• What this task involves: Copy every line of the following data that includes the string "configuration".

BEGIN Study material

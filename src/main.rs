//! attrforge's main application entry point.
//! Parses command-line arguments, resolves the run configuration and
//! forwards the core's report to the console.

use attrforge::{
    cli::{get_args, Args},
    config::GeneratorConfig,
    error::{default_error_handler, Result},
    processor::Processor,
};

/// Main application entry point.
fn main() {
    let args = get_args();

    // Logger configuration
    env_logger::Builder::new()
        .filter_level(if args.verbose {
            log::LevelFilter::Debug
        } else {
            log::LevelFilter::Off
        })
        .init();

    if let Err(err) = run(args) {
        default_error_handler(err);
    }
}

/// Resolves the configuration, runs the pipeline and prints the report.
fn run(args: Args) -> Result<()> {
    let config = GeneratorConfig::resolve(&args)?;
    let report = Processor::new(&config).run()?;

    for line in &report.report_lines {
        println!("{line}");
    }
    println!("{}", report.summary());
    Ok(())
}
//! Asset document parsing and validation.
//!
//! Turns a raw JSON document into an [`AttributeSetAsset`], applying the
//! defaulting and coercion rules for every recognized field. Input
//! documents are tolerated in two key spellings per logical field; all of
//! that loose handling is concentrated here so the rest of the pipeline
//! works with strongly typed values only.

use crate::asset::{AttributeDefinition, AttributeMetadata, AttributeSetAsset};
use crate::constants::DEFAULT_MODULE_API;
use crate::error::{Error, Result};
use serde_json::Value;
use std::path::Path;

/// Alias tables, canonical spelling first.
const NAME_ALIASES: [&str; 2] = ["name", "Name"];
const CLASS_NAME_ALIASES: [&str; 2] = ["className", "ClassName"];
const MODULE_API_ALIASES: [&str; 2] = ["moduleApi", "ModuleAPI"];
const ATTRIBUTES_ALIASES: [&str; 2] = ["attributes", "Attributes"];
const CATEGORY_ALIASES: [&str; 2] = ["category", "Category"];
const COMMENT_ALIASES: [&str; 2] = ["comment", "Comment"];
const METADATA_ALIASES: [&str; 2] = ["metadata", "Metadata"];
const REPLICATE_ALIASES: [&str; 2] = ["Replicate", "replicate"];
const GENERATE_HOOKS_ALIASES: [&str; 2] = ["GenerateHooks", "generateHooks"];
const SKIP_ON_REP_ALIASES: [&str; 2] = ["SkipOnRep", "skipOnRep"];
const CLAMP_MIN_ALIASES: [&str; 2] = ["ClampMin", "clampMin"];
const CLAMP_MAX_ALIASES: [&str; 2] = ["ClampMax", "clampMax"];
const META_ATTRIBUTE_ALIASES: [&str; 2] = ["MetaAttribute", "metaAttribute"];

/// Parses an asset document into an [`AttributeSetAsset`].
///
/// # Arguments
/// * `document` - The parsed JSON document of one asset file
/// * `source_path` - Identity of the originating file, used for the name
///   fallback and for error messages
///
/// # Errors
/// * `Error::Validation` when the document is not an object, the
///   attributes collection is missing/empty/not an array, an attribute
///   entry is not an object or lacks a name, or a metadata field cannot
///   be coerced to its declared type
pub fn parse(document: &Value, source_path: &Path) -> Result<AttributeSetAsset> {
    let root = document.as_object().ok_or_else(|| {
        Error::Validation(format!(
            "Asset document {} is not an object",
            source_path.display()
        ))
    })?;

    let name = match resolve_str(root, &NAME_ALIASES) {
        Some(name) if !name.is_empty() => name.to_string(),
        _ => source_path
            .file_stem()
            .map(|stem| stem.to_string_lossy().into_owned())
            .unwrap_or_default(),
    };
    if name.is_empty() {
        return Err(Error::Validation(format!(
            "Asset {} has no resolvable name",
            source_path.display()
        )));
    }

    let class_name = resolve_str(root, &CLASS_NAME_ALIASES)
        .map(str::to_string)
        .unwrap_or_else(|| format!("U{name}AttributeSet"));
    let module_api = resolve_str(root, &MODULE_API_ALIASES)
        .map(str::to_string)
        .unwrap_or_else(|| DEFAULT_MODULE_API.to_string());

    let attributes_payload = match resolve(root, &ATTRIBUTES_ALIASES) {
        Some(Value::Array(entries)) if !entries.is_empty() => entries,
        _ => {
            return Err(Error::Validation(format!(
                "AttributeSet {} has no attributes defined in {}",
                name,
                source_path.display()
            )))
        }
    };

    let mut attributes = Vec::with_capacity(attributes_payload.len());
    for entry in attributes_payload {
        attributes.push(parse_attribute(entry, source_path)?);
    }

    Ok(AttributeSetAsset {
        name,
        class_name,
        module_api,
        attributes,
        source_path: source_path.to_path_buf(),
    })
}

fn parse_attribute(entry: &Value, source_path: &Path) -> Result<AttributeDefinition> {
    let fields = entry.as_object().ok_or_else(|| {
        Error::Validation(format!(
            "Attribute definition in {} is not an object: {}",
            source_path.display(),
            entry
        ))
    })?;

    let name = match resolve_str(fields, &NAME_ALIASES) {
        Some(name) if !name.is_empty() => name.to_string(),
        _ => {
            return Err(Error::Validation(format!(
                "Attribute definition missing name in {}",
                source_path.display()
            )))
        }
    };

    let category = match resolve(fields, &CATEGORY_ALIASES) {
        None => "Attributes".to_string(),
        Some(Value::String(category)) => category.clone(),
        Some(other) => {
            return Err(Error::Validation(format!(
                "Attribute {} in {} has a non-string category: {}",
                name,
                source_path.display(),
                other
            )))
        }
    };

    let comment = match resolve(fields, &COMMENT_ALIASES) {
        None => None,
        Some(Value::String(comment)) => Some(comment.clone()),
        Some(other) => {
            return Err(Error::Validation(format!(
                "Attribute {} in {} has a non-string comment: {}",
                name,
                source_path.display(),
                other
            )))
        }
    };

    let metadata = match resolve(fields, &METADATA_ALIASES) {
        None => AttributeMetadata::default(),
        Some(value) => parse_metadata(value, &name, source_path)?,
    };

    Ok(AttributeDefinition {
        name,
        category,
        comment,
        metadata,
    })
}

fn parse_metadata(
    value: &Value,
    attribute_name: &str,
    source_path: &Path,
) -> Result<AttributeMetadata> {
    let fields = value.as_object().ok_or_else(|| {
        Error::Validation(format!(
            "Metadata of attribute {} in {} is not an object",
            attribute_name,
            source_path.display()
        ))
    })?;

    let defaults = AttributeMetadata::default();
    Ok(AttributeMetadata {
        replicate: coerce_bool(resolve(fields, &REPLICATE_ALIASES), defaults.replicate)
            .map_err(|raw| metadata_error("Replicate", attribute_name, source_path, &raw))?,
        generate_hooks: coerce_bool(
            resolve(fields, &GENERATE_HOOKS_ALIASES),
            defaults.generate_hooks,
        )
        .map_err(|raw| metadata_error("GenerateHooks", attribute_name, source_path, &raw))?,
        skip_on_rep: coerce_bool(resolve(fields, &SKIP_ON_REP_ALIASES), defaults.skip_on_rep)
            .map_err(|raw| metadata_error("SkipOnRep", attribute_name, source_path, &raw))?,
        clamp_min: coerce_float(resolve(fields, &CLAMP_MIN_ALIASES))
            .map_err(|raw| metadata_error("ClampMin", attribute_name, source_path, &raw))?,
        clamp_max: coerce_float(resolve(fields, &CLAMP_MAX_ALIASES))
            .map_err(|raw| metadata_error("ClampMax", attribute_name, source_path, &raw))?,
        meta_attribute: coerce_meta_attribute(resolve(fields, &META_ATTRIBUTE_ALIASES)),
    })
}

fn metadata_error(field: &str, attribute_name: &str, source_path: &Path, raw: &Value) -> Error {
    Error::Validation(format!(
        "Unable to coerce {} for attribute {} in {}: {}",
        field,
        attribute_name,
        source_path.display(),
        raw
    ))
}

/// Resolves the first alias present in `fields`, skipping explicit nulls.
fn resolve<'a>(fields: &'a serde_json::Map<String, Value>, aliases: &[&str]) -> Option<&'a Value> {
    aliases
        .iter()
        .find_map(|alias| fields.get(*alias))
        .filter(|value| !value.is_null())
}

fn resolve_str<'a>(fields: &'a serde_json::Map<String, Value>, aliases: &[&str]) -> Option<&'a str> {
    resolve(fields, aliases).and_then(Value::as_str)
}

/// Tri-state boolean coercion: absent uses the default, native booleans
/// pass through, and the case-insensitive tokens
/// true/false/yes/no/on/off/1/0 are accepted as strings.
fn coerce_bool(value: Option<&Value>, default: bool) -> std::result::Result<bool, Value> {
    let Some(value) = value else {
        return Ok(default);
    };
    match value {
        Value::Bool(flag) => Ok(*flag),
        Value::String(token) => match token.trim().to_lowercase().as_str() {
            "true" | "1" | "yes" | "on" => Ok(true),
            "false" | "0" | "no" | "off" => Ok(false),
            _ => Err(value.clone()),
        },
        _ => Err(value.clone()),
    }
}

/// Floats are accepted as JSON numbers or non-empty numeric strings.
fn coerce_float(value: Option<&Value>) -> std::result::Result<Option<f64>, Value> {
    let Some(value) = value else {
        return Ok(None);
    };
    match value {
        Value::Number(number) => number.as_f64().map(Some).ok_or_else(|| value.clone()),
        Value::String(raw) if !raw.trim().is_empty() => raw
            .trim()
            .parse::<f64>()
            .map(Some)
            .map_err(|_| value.clone()),
        _ => Err(value.clone()),
    }
}

/// Meta attribute names are trimmed strings; empty or non-string values
/// collapse to absent rather than failing validation.
fn coerce_meta_attribute(value: Option<&Value>) -> Option<String> {
    let trimmed = value?.as_str()?.trim();
    if trimmed.is_empty() {
        None
    } else {
        Some(trimmed.to_string())
    }
}
//! 语言代码持久化
//!
//! 启用持久化时，每次切换完成后保存当前语言，下次初始化时恢复。

use std::cell::RefCell;
use std::path::Path;

use redb::{Database, TableDefinition, TableError};

use super::error::TranslationResult;

const LANGUAGE_TABLE: TableDefinition<&str, &str> = TableDefinition::new("language");
const LANGUAGE_KEY: &str = "lang";

/// 语言代码存储
pub trait LanguageStore {
    fn load(&self) -> TranslationResult<Option<String>>;
    fn save(&self, lang: &str) -> TranslationResult<()>;
}

/// 进程内存储
#[derive(Debug, Default)]
pub struct MemoryLanguageStore {
    lang: RefCell<Option<String>>,
}

impl MemoryLanguageStore {
    pub fn new(lang: Option<&str>) -> Self {
        Self {
            lang: RefCell::new(lang.map(str::to_string)),
        }
    }
}

impl LanguageStore for MemoryLanguageStore {
    fn load(&self) -> TranslationResult<Option<String>> {
        Ok(self.lang.borrow().clone())
    }

    fn save(&self, lang: &str) -> TranslationResult<()> {
        *self.lang.borrow_mut() = Some(lang.to_string());
        Ok(())
    }
}

/// 基于 redb 的磁盘存储
pub struct RedbLanguageStore {
    db: Database,
}

impl RedbLanguageStore {
    /// 打开（必要时创建）数据库文件
    pub fn open(path: impl AsRef<Path>) -> TranslationResult<Self> {
        let path = path.as_ref();
        if let Some(parent) = path.parent() {
            if !parent.as_os_str().is_empty() {
                std::fs::create_dir_all(parent)?;
            }
        }

        let db = Database::create(path).map_err(redb::Error::from)?;
        Ok(Self { db })
    }
}

impl LanguageStore for RedbLanguageStore {
    fn load(&self) -> TranslationResult<Option<String>> {
        let txn = self.db.begin_read().map_err(redb::Error::from)?;
        let table = match txn.open_table(LANGUAGE_TABLE) {
            Ok(table) => table,
            Err(TableError::TableDoesNotExist(_)) => return Ok(None),
            Err(e) => return Err(redb::Error::from(e).into()),
        };

        let lang = table
            .get(LANGUAGE_KEY)
            .map_err(redb::Error::from)?
            .map(|value| value.value().to_string())
            .filter(|lang| !lang.is_empty());

        Ok(lang)
    }

    fn save(&self, lang: &str) -> TranslationResult<()> {
        let txn = self.db.begin_write().map_err(redb::Error::from)?;
        {
            let mut table = txn.open_table(LANGUAGE_TABLE).map_err(redb::Error::from)?;
            table
                .insert(LANGUAGE_KEY, lang)
                .map_err(redb::Error::from)?;
        }
        txn.commit().map_err(redb::Error::from)?;

        tracing::debug!("已保存语言: {}", lang);
        Ok(())
    }
}

impl std::fmt::Debug for RedbLanguageStore {
    fn fmt(&self, f: &mut std::fmt::Formatter<'_>) -> std::fmt::Result {
        f.debug_struct("RedbLanguageStore").finish_non_exhaustive()
    }
}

END Study material

• Exercise output:
//! Parses command-line arguments, resolves the run configuration and
    // Logger configuration
/// Resolves the configuration, runs the pipeline and prints the report.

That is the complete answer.